In-Orbit Aerodynamic Coefficient Measurements using SOAR (Satellite for Orbital Aerodynamics Research)

TL;DR

The SOAR CubeSat mission aims to measure aerodynamic coefficients in very low Earth orbit to enhance understanding of gas-surface interactions and improve spacecraft design for lower altitude operations.

Contribution

This paper introduces the SOAR mission concept and a novel methodology for extracting aerodynamic coefficients from orbit data with quantified uncertainties.

Findings

Successful estimation of drag and lift coefficients from orbit data

Variation of aerodynamic coefficients with surface incidence angle

Measurement uncertainties are minimized at specific orbital altitudes

Abstract

The Satellite for Orbital Aerodynamics Research (SOAR) is a CubeSat mission, due to be launched in 2021, to investigate the interaction between different materials and the atmospheric flow regime in very low Earth orbits (VLEO). Improving knowledge of the gas-surface interactions at these altitudes and identification of novel materials that can minimise drag or improve aerodynamic control are important for the design of future spacecraft that can operate in lower altitude orbits. Such satellites may be smaller and cheaper to develop or can provide improved Earth observation data or communications link-budgets and latency. Using precise orbit and attitude determination information and the measured atmospheric flow characteristics the forces and torques experienced by the satellite in orbit can be studied and estimates of the aerodynamic coefficients calculated. This paper presents the scientific concept and design of the SOAR mission. The methodology for recovery of the aerodynamic coefficients from the measured orbit, attitude, and in-situ atmospheric data using a least-squares orbit determination and free-parameter fitting process is described and the experimental uncertainty of the resolved aerodynamic coefficients is estimated.
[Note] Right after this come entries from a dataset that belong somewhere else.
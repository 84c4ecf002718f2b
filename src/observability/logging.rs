//! Structured logging.
//!
//! # Responsibilities
//! - Initialize the tracing subscriber once per process
//! - Pick the filter from RUST_LOG, else from config
//! - Switch between pretty and JSON output
//!
//! # Design Decisions
//! - Uses tracing crate for structured logging
//! - JSON format for production, pretty format for development
//! - A second init is a no-op, so tests can call it freely

use tracing_subscriber::{layer::SubscriberExt, util::SubscriberInitExt, EnvFilter};

use crate::config::LoggingConfig;

/// Filter used when RUST_LOG is unset. Debug mode also enables route traces.
pub fn filter_directive(config: &LoggingConfig, debug: bool) -> String {
    let level = config.level.trim();
    let level = if level.is_empty() { "info" } else { level };
    let mut directive = if level.contains('=') || level.contains(',') {
        level.to_string()
    } else {
        format!("annoroute={level},tower_http={level}")
    };
    if debug {
        directive.push_str(",annoroute::routes=info");
    }
    directive
}

/// Installs the global subscriber. Returns false if one was already set.
pub fn init(config: &LoggingConfig, debug: bool) -> bool {
    let filter = EnvFilter::try_from_default_env()
        .unwrap_or_else(|_| EnvFilter::new(filter_directive(config, debug)));

    let registry = tracing_subscriber::registry().with(filter);
    let result = if config.json {
        registry.with(tracing_subscriber::fmt::layer().json()).try_init()
    } else {
        registry.with(tracing_subscriber::fmt::layer()).try_init()
    };
    result.is_ok()
}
The presented results indicate that the combination of the satellite design and experimental methodology are capable of clearly illustrating the variation of drag and lift coefficient for differing surface incidence angle. The lowest uncertainties for the drag coefficient measurement are found at approximately 300 km, whilst the measurement of lift coefficient improves for reducing orbital altitude to 200 km.